Вообще, размышляя о пушкинском личном религиозном опыте, нельзя конструировать законченную и уже поэтому абстрактную "модель" пушкинской веры, соответствующую нашим собственным представлениям,- замалчивая одно, ретушируя другое, педалируя третье. Ведь может статься и так, что именно те камни, которые строитель отвергнет, окажутся теми, без которых не обойтись, постигая Пушкина как творца не только русской христианской культуры, но и себя самого как христианина. Можно дерзнуть, для примера, заявить, что без "Гавриилиады" не было бы многого великого и глубокого, что делает Пушкина "эхом русского народа"; что кощунственная эта поэма, написанная повесой, в котором "младая кровь играет", под своей соблазнительной и слепящей внешностью скрывает и таит - таит даже, может быть, от самого автора - отчаянную жажду веры, которою томится его неприкаянный еще гений; что с ней будет связано очистительное чувство стыда, без которого не было бы зрелого Пушкина. Не следует ни подвергать благочестивому подозрению пушкинский религиозный путь, ни изо всех сил доказывать, какой верующий и православный человек был Александр Сергеевич чуть ли не с отроческих лицейских лет; на каждый довод можно найти иной, противоположный, и мы не выйдем из порочного круга "стрижено-брито", из бесконечных дискуссий, профанирующих и Пушкина, и нашу веру.
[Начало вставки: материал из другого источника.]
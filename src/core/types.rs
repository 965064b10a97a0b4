use serde::{Deserialize, Serialize};

#[derive(Debug, Clone, Copy, PartialEq, Eq, Serialize, Deserialize)]
pub struct Viewport {
    pub width: u32,
    pub height: u32,
}

impl Viewport {
    #[must_use]
    pub fn new(width: u32, height: u32) -> Self {
        Self { width, height }
    }

    #[must_use]
    pub fn is_valid(self) -> bool {
        self.width > 0 && self.height > 0
    }

    #[must_use]
    pub fn bounds(self) -> Bounds {
        Bounds::new(0.0, 0.0, f64::from(self.width), f64::from(self.height))
    }
}

/// Point in pixel space.
#[derive(Debug, Clone, Copy, PartialEq, Serialize, Deserialize)]
pub struct Point {
    pub x: f64,
    pub y: f64,
}

impl Point {
    #[must_use]
    pub const fn new(x: f64, y: f64) -> Self {
        Self { x, y }
    }
}

/// Axis-aligned rectangle in pixel space.
#[derive(Debug, Clone, Copy, PartialEq, Serialize, Deserialize)]
pub struct Bounds {
    pub x: f64,
    pub y: f64,
    pub width: f64,
    pub height: f64,
}

impl Bounds {
    #[must_use]
    pub const fn new(x: f64, y: f64, width: f64, height: f64) -> Self {
        Self {
            x,
            y,
            width,
            height,
        }
    }

    #[must_use]
    pub fn right(self) -> f64 {
        self.x + self.width
    }

    #[must_use]
    pub fn bottom(self) -> f64 {
        self.y + self.height
    }

    #[must_use]
    pub fn area(self) -> f64 {
        self.width * self.height
    }

    #[must_use]
    pub fn center(self) -> Point {
        Point::new(self.x + self.width / 2.0, self.y + self.height / 2.0)
    }

    /// Shrinks the rectangle by `amount` on every side, never below zero size.
    #[must_use]
    pub fn inset(self, amount: f64) -> Self {
        let amount = amount.max(0.0);
        let dx = amount.min(self.width / 2.0);
        let dy = amount.min(self.height / 2.0);
        Self::new(
            self.x + dx,
            self.y + dy,
            self.width - 2.0 * dx,
            self.height - 2.0 * dy,
        )
    }

    /// `true` when `other` lies within `self`, allowing `epsilon` of slack.
    #[must_use]
    pub fn contains(self, other: Self, epsilon: f64) -> bool {
        other.x >= self.x - epsilon
            && other.y >= self.y - epsilon
            && other.right() <= self.right() + epsilon
            && other.bottom() <= self.bottom() + epsilon
    }
}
И конечно, не стоит поверять Пушкина православной догматикой, понятой как кодекс правил и "принципов". Истина есть Сам Господь, Бог-Троица, Истина есть Сам Христос, Его Личность, Его Рождество, Преображение, Воскресение, Его Пресвятая Матерь, - все то, что мирское искусство "изобразить" не может; догматы же суть иконы Истины. Но Пушкин икон не писал, он был мирской, светский писатель, и если есть в его творчестве подобие иконописности, то его нужно искать не на уровне изображения или воспроизведения догматов нашей веры, а в области его художественной методологии, его способа мыслить.

Между тем в наше время, как выше уже говорилось, возрождаются некоторые не самые удачные способы осмысления религиозного духа пушкинского творчества.

Так, например, вопрос об объективном религиозном, христианском смысле творчества Пушкина, о его вкладе в православную культуру слишком часто подменяется вопросом о его личном исповедании, личной вере: вместо того чтобы изучать смысл написанного Пушкиным, ставят вопрос о том, насколько он был верующий человек, и, более того, пытаются самодеятельно решать этот вопрос. Оценка веры брата во Христе (по крайней мере, если на этот счет нет соборного суждения Церкви) есть, по слову Гоголя, дело страшное. Вера - не "состояние", а процесс и путь: ведь "все мы много согрешаем" (Иак.3,2), тогда как совершенная вера преграждает дорогу греху. Личная вера любого христианина, пусть находящая выражение в самых строгих видимых формах, это, в своем конкретном экзистенциальном существе,- тайна, которая велика есть. Определить и оценить веру брата во Христе - значит попытаться подвести итог процессу, представить "состоянием" то, что есть путь, "разоблачить" тайну; это есть суд, и здесь поистине "не судите, да не судимы будете" (Мф.7,1), - мы по существу подвергаем суду и оценке меру образа Божия в человеке - и тут уж какою мерой мерим, такою и нам отмеряется; ибо, судя, мы уже пожертвовали своею верой, своим доверием - своему "знанию", уже свидетельствуем о недостаточности нашей веры.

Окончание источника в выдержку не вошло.